As always, BMI’s headline forecast cannot comprehensively convey Belarus’s very specific risks. The country is isolated from its EU neighbours to the West, including on-and-off tensions with Poland over Belarus’s harsh treatment of ethnic Polish activists. Belarus’s quixotic president, Alexander Lukashenko, has also managed to alienate many of his closest CIS allies. The country looks set to crash out of the longplanned Customs Union with Russia and Kazakhstan after citing unacceptable conditions and complaining about, among other things, the treatment of Belarusian pharmaceutical products. As this report was being finalised, the country was also on the verge of having its gas supplies cut off by Russia over a payment dispute. The greatest risk remains the hardest to predict, namely that the country’s largely unreformed and undermanaged economy will finally begin to come apart.
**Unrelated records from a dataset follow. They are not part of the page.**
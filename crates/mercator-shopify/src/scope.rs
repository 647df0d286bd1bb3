//! The `shopify` scope.

use mercator_terminal::{Arity, CommandNode, CommandOutput, CommandScope, FlagSpec, Scope, ScopeFactory, ScopeMeta};
use mercator_types::config::ShopifyConfig;
use mercator_types::error::Result;
use mercator_types::style::info;

use crate::projection::{Projection, ProjectionInput};

pub const PREFIX: &str = "shopify";
pub const DESCRIPTION: &str = "Utilities for managing a Shopify store";

fn revenue(rates: ShopifyConfig) -> CommandNode {
    CommandNode::new("revenue", "Calculates estimated revenue based on projections")
        .arity(Arity::Exact(0))
        .flag(FlagSpec::float("cost", 1.0, "Product cost"))
        .flag(FlagSpec::float("price", 1.0, "Product sale price"))
        .flag(FlagSpec::float("goal", 1000.0, "Gross earnings goal"))
        .run(move |args| {
            let input = ProjectionInput {
                cost: args.float("cost")?,
                price: args.float("price")?,
                goal: args.float("goal")?,
            };
            let p = Projection::compute(input, &rates)?;
            log::debug!("revenue projection: {p:?}");
            Ok(CommandOutput::lines(vec![
                info("CPM", format!("${:.2}", rates.cpm)),
                info("CTR", format!("{:.2}%", rates.ctr * 100.0)),
                info("Conversion Rate", format!("{:.2}%", rates.conversion * 100.0)),
                String::new(),
                info("Gross Earnings Goal", format!("${:.2}", input.goal)),
                info("Product Total", format!("${:.2}", input.price)),
                info("Product Cost", format!("${:.2}", input.cost)),
                info("Revenue per Sale", format!("${:.2}", p.revenue_per_sale)),
                String::new(),
                info("Required Gross Sales", format!("{:.0}", p.sales)),
                info("Required Visitors", format!("{:.0}", p.visitors)),
                info("Required Ad Impressions", format!("{:.0}", p.impressions)),
                String::new(),
                info("Gross", format!("${:.2}", p.gross)),
                info("Total Product Cost", format!("${:.2}", p.product_expenses)),
                info("Required Marketing Budget", format!("${:.2}", p.marketing_budget)),
                info("Net Revenue", format!("${:.2}", p.net_revenue)),
                String::new(),
                info("Profit/Marketing Ratio", format!("{:.4}", p.profit_marketing_ratio)),
                info("Profit/Expenses Ratio", format!("{:.4}", p.profit_expenses_ratio)),
                info("Marketing Cost per Visitor", format!("${:.2}", p.cost_per_visitor)),
                info("Marketing Cost per Purchase", format!("${:.2}", p.cost_per_purchase)),
                info("Profit per Sale", format!("${:.2}", p.profit_per_sale)),
            ]))
        })
}

pub fn build_scope(rates: &ShopifyConfig) -> Result<CommandScope> {
    CommandScope::new(PREFIX, DESCRIPTION, vec![revenue(rates.clone())])
}

/// Builds the `shopify` scope with the configured advertising rates.
pub struct ShopifyScopeFactory {
    rates: ShopifyConfig,
}

impl ShopifyScopeFactory {
    pub fn new(rates: ShopifyConfig) -> Self {
        Self { rates }
    }
}

impl ScopeFactory for ShopifyScopeFactory {
    fn meta(&self) -> ScopeMeta {
        ScopeMeta {
            prefix: PREFIX.to_string(),
            description: DESCRIPTION.to_string(),
        }
    }

    fn build(&self) -> Result<Box<dyn Scope>> {
        Ok(build_scope(&self.rates)?.boxed())
    }
}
In the pharmaceutical sector, as in much of the rest of the economy, the greatest risk is state meddling and a lack of public consultation or transparency in decision-making. The country’s domestic and foreign pharmaceutical producers are bound by a renewed voluntary pricing accord extending price freezes from 2009 to the end of 2011. Pharmacies are subject to margin controls. Rather implausibly, the government claimed an audit of 700 pharmacies reported in the state-run media in May, failed to find any violations. Meanwhile, the head of the country’s employers’ union publicly called for tax breaks and other incentives to develop the voluntary private health insurance market and relieve the pressure on the public sector. Perhaps more predictably, President Lukashenko repeated state ‘instructions’ that the pharmaceutical sector should produce 50% of domestically-consumed medicines, cover more therapeutic areas and prime ‘disappointing’ exports. Belarus's development strategy for the pharmaceutical industry through to 2020 is focused on the development of generic drugs for the domestic and other emerging markets. Increasing output for both domestic use and exports will require additional technology and investment. In May 2010, the country announced a deal to develop cancer drugs with Cuba. However, after a raft of announcements, primarily involving state-controlled producer Belbiopharm in late 2009, no new major production deals have been announced. Meeting the president’s goals will require the completion of projects in the pipeline as well as additional joint-venture investments.